The first thing we notice is that for each column, most of the values in each row are 0; this means that none of the documents assigned to that subtopic (column) belonged to that topic (row).

The contingency table is most appropriate for looking up specific values, for example, if we want to see how subtopic 113 is distributed, we go to the 114th column (we started counting at 0), and we see that its vector of values is:

topic: [0, 1, 2, 3, 4, 5, 6, 7, 8, 9]

count: [0, 22, 0, 0, 0, 0, 0, 3157, 8, 0]

So we can see that subtopic 113 has had the vast majority of its documents assigned to topic 7, with the leftovers being assigned to topics 1 & 8 with 22 and & 8 documents respectively.

3.2 Qualitative Comparison of Subtopics

Investigate whether the subtopics which fit into bigger topics are indeed similar:

filtered_data %>%
  filter(hdbscan_clusters %in% c(3, 5, 6),
         kmeans_clusters == 5)  %>%
  select(text, hdbscan_clusters) %>%
  DT::datatable(filter = "top")

subtopic 3 appears to be about songs and music with a focus on AI Covers or AI versions thereof. subtopic 5 appears to be mainly about AI-generated videos subtopic 6 appears to be mainly about AI voiceover artists

Each of these subtopics fits fairly cleanly into topic 5. We might want to infer at this stage that topic 5 has to do with AI-generated content or entertainment.

Let’s check whether subtopics 0 & 1, which fit into topic 6 rather than 5, seem different to 3, 5, 6:

filtered_data %>%
  filter(hdbscan_clusters %in% c(0, 1))  %>%
  select(clean_text, hdbscan_clusters) %>%
  DT::datatable(filter = "top")

subtopic 0 is about Snap AI whereas subtopic 1 appears to have been clustered on the leading digits - which are representative of a specific website’s username values. This shows the importance of properly cleaning data before topic modelling.

For example:

str_remove_all(c("122453 remove these. hello this is a demo. Keep these numbers 10282"), pattern = "^\\d+")
## [1] " remove these. hello this is a demo. Keep these numbers 10282"

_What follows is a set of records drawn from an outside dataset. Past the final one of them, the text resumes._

#![no_main]

use fuzzfeed_wire::Cursor;
use libfuzzer_sys::fuzz_target;

// Fuzz target: cursor decoders driven by the input itself.
//
// Each step reads an int, takes it modulo 4 to pick the next decoder, and
// stops at the first failure. Checks that:
// - the position never passes the buffer end
// - a failed read leaves the position where it was
fuzz_target!(|data: &[u8]| {
    let mut cursor = Cursor::new(data);
    while let Ok(op) = cursor.read_int() {
        let before = cursor.position();
        let ok = match op % 4 {
            0 => cursor.read_int().is_ok(),
            1 => cursor.read_bool().is_ok(),
            2 => cursor.read_bytes().is_ok(),
            _ => cursor.read_string().is_ok(),
        };
        assert!(cursor.position() <= data.len());
        if !ok {
            assert_eq!(cursor.position(), before);
            break;
        }
    }
});
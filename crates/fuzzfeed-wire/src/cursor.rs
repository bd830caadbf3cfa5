use crate::decode::{get_bool, get_bytes, get_int, get_string};
use crate::error::DecodeError;

/// A read position over a borrowed fuzz buffer.
///
/// Wraps the `(data, position)` pair the free decoders thread around, for
/// callers that would rather hold one value than two. Each `read_*` call
/// is exactly the matching `get_*` function applied at the current
/// position.
///
/// The position only ever moves forward and never passes `data.len()`.
#[derive(Clone, Debug)]
pub struct Cursor<'a> {
    data: &'a [u8],
    position: usize,
}

impl<'a> Cursor<'a> {
    /// Start a cursor at the beginning of `data`.
    pub fn new(data: &'a [u8]) -> Self {
        Self { data, position: 0 }
    }

    pub fn position(&self) -> usize {
        self.position
    }

    /// Bytes not yet consumed.
    pub fn remaining(&self) -> &'a [u8] {
        &self.data[self.position..]
    }

    pub fn is_exhausted(&self) -> bool {
        self.position >= self.data.len()
    }

    /// See [`get_int`].
    ///
    /// # Errors
    ///
    /// [`DecodeError::InsufficientBytesForInt`] at the end of the buffer.
    pub fn read_int(&mut self) -> Result<u8, DecodeError> {
        get_int(self.data, &mut self.position)
    }

    /// See [`get_bool`].
    ///
    /// # Errors
    ///
    /// [`DecodeError::InsufficientBytesForBool`] at the end of the buffer.
    pub fn read_bool(&mut self) -> Result<bool, DecodeError> {
        get_bool(self.data, &mut self.position)
    }

    /// See [`get_bytes`].
    ///
    /// # Errors
    ///
    /// [`DecodeError::InsufficientBytesForByteSlice`] if the length-prefixed
    /// payload does not fit.
    pub fn read_bytes(&mut self) -> Result<&'a [u8], DecodeError> {
        get_bytes(self.data, &mut self.position)
    }

    /// See [`get_string`].
    ///
    /// # Errors
    ///
    /// [`DecodeError::InsufficientBytesForString`] if the length-prefixed
    /// payload does not fit.
    pub fn read_string(&mut self) -> Result<String, DecodeError> {
        get_string(self.data, &mut self.position)
    }
}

Let’s try a different couple of sub topics, we’ll go with 29 and 32, which both have all their posts in topic 1:

filtered_data %>%
  filter(hdbscan_clusters %in% c(29, 32))  %>%
  select(text, hdbscan_clusters) %>%
  DT::datatable(filter = "top")

29 is about relgiion, 32 is about healthcare. They are not that similar at a glance, but they are different to the AI-generated content, that’s for sure. It looks like the subtopics are doing their job!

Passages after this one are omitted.